One major point regarding equity as applied to performance-based assessment is made by Yale Professor Emeritus Edmund Gordon (Dietel, Herman and Knuth, 1991). "We begin with the conviction that it is desirable that attention be given to questions of equity early in the development of an assessment process rather than as an add-on near the end of such work....The task then is to find assessment probes (test items) which measure the same criterion from contexts and perspectives which reflect the life space and values of the learner."

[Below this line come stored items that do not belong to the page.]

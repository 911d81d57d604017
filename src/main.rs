use clap::Parser;
use waymark::cli::{run_cli, Cli};

fn main() -> anyhow::Result<()> {
    tracing_subscriber::fmt()
        .with_env_filter(tracing_subscriber::EnvFilter::from_default_env())
        .init();

    run_cli(Cli::parse())
}
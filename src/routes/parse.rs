use super::types::{STATIC_PREFIX, WILDCARD_METHOD};
use crate::errors::RouteError;

/// One tokenized configuration line, prior to entry expansion.
///
/// The verb is still raw text here: verb validation happens per produced
/// entry in the factory, so a wildcard line fails on its first expanded
/// entry rather than at tokenization time.
#[derive(Debug, Clone, PartialEq, Eq)]
pub struct RawRoute {
    /// 1-based line number in the routes file, for diagnostics
    pub line_no: usize,
    /// Verb token as written
    pub verb: String,
    /// Path pattern token
    pub path: String,
    /// Target token: `controller.method`, `controller.{method}`, or
    /// `staticDir:<path>`
    pub target: String,
}

impl RawRoute {
    /// Split the target into `(controller, method)`.
    ///
    /// Only valid for non-static targets; the parser guarantees exactly one
    /// `.` with non-empty sides.
    pub(crate) fn split_target(&self) -> (&str, &str) {
        match self.target.split_once('.') {
            Some((controller, method)) => (controller, method),
            None => (self.target.as_str(), ""),
        }
    }

    pub(crate) fn is_static(&self) -> bool {
        self.target.starts_with(STATIC_PREFIX)
    }

    pub(crate) fn is_wildcard(&self) -> bool {
        !self.is_static() && self.split_target().1 == WILDCARD_METHOD
    }
}

/// Tokenize raw routes-file text into [`RawRoute`] lines.
///
/// Lines that are empty, whitespace-only, or start with `#` in column zero
/// are dropped. Each surviving line must split on runs of whitespace into at
/// least three tokens; extra tokens are ignored. A non-static target must
/// contain exactly one `.` with text on both sides. Violations are rejected
/// here, up front, with the line number instead of surfacing later as a
/// confusing controller-resolution failure.
pub fn parse(raw: &str) -> Result<Vec<RawRoute>, RouteError> {
    let mut routes = Vec::new();

    for (idx, line) in raw.split('\n').enumerate() {
        if line.starts_with('#') || line.trim().is_empty() {
            continue;
        }

        let malformed = || RouteError::MalformedRoute {
            line_no: idx + 1,
            line: line.trim_end().to_string(),
        };

        let mut fields = line.split_whitespace();
        let (Some(verb), Some(path), Some(target)) =
            (fields.next(), fields.next(), fields.next())
        else {
            return Err(malformed());
        };

        if let Some(dir) = target.strip_prefix(STATIC_PREFIX) {
            if dir.is_empty() {
                return Err(malformed());
            }
        } else {
            // controller.method, both sides non-empty, single separator
            match target.split_once('.') {
                Some((controller, method))
                    if !controller.is_empty() && !method.is_empty() && !method.contains('.') => {}
                _ => return Err(malformed()),
            }
        }

        routes.push(RawRoute {
            line_no: idx + 1,
            verb: verb.to_string(),
            path: path.to_string(),
            target: target.to_string(),
        });
    }

    Ok(routes)
}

According to Robert Linn (Dietel, Herman and Knuth, 1991), "The criterion of equity needs to be applied to any assessment. It is a mistake to assume that shifting from standardized tests to performance-based assessments will eliminate concerns about biases against racial/ethnic minorities or that such a shift will necessarily lead to equality of performance. Although many at-risk students come to school deficient in prior knowledge that is important to school achievement, teachers and schools can make a substantial difference through the construction of assessments that take into account the vast diversity of today's student populations. Gaps in performance among groups exist because of differences in familiarity, exposure, and motivation of the subjects being assessed. Substantial changes in instructional strategy and resource allocation are required to give students adequate preparation for complex, time-consuming, open-ended assessments. Providing training and support for teachers to move in these directions is essential."
Most states have adopted state-level standards in math, reading, history, science, and other subjects and tests to make sure that students are learning (Kafer, 2004). Some have adopted "high-stakes" tests that decide whether students may ascend to the next grade or graduate. Some states provide financial incentives to high-performing schools. For instance, in Florida, high-performing schools receive awards while low-performing schools receive additional monetary aid and technical assistance. Students in the lowest-performing schools are allowed to transfer to other schools, public or private.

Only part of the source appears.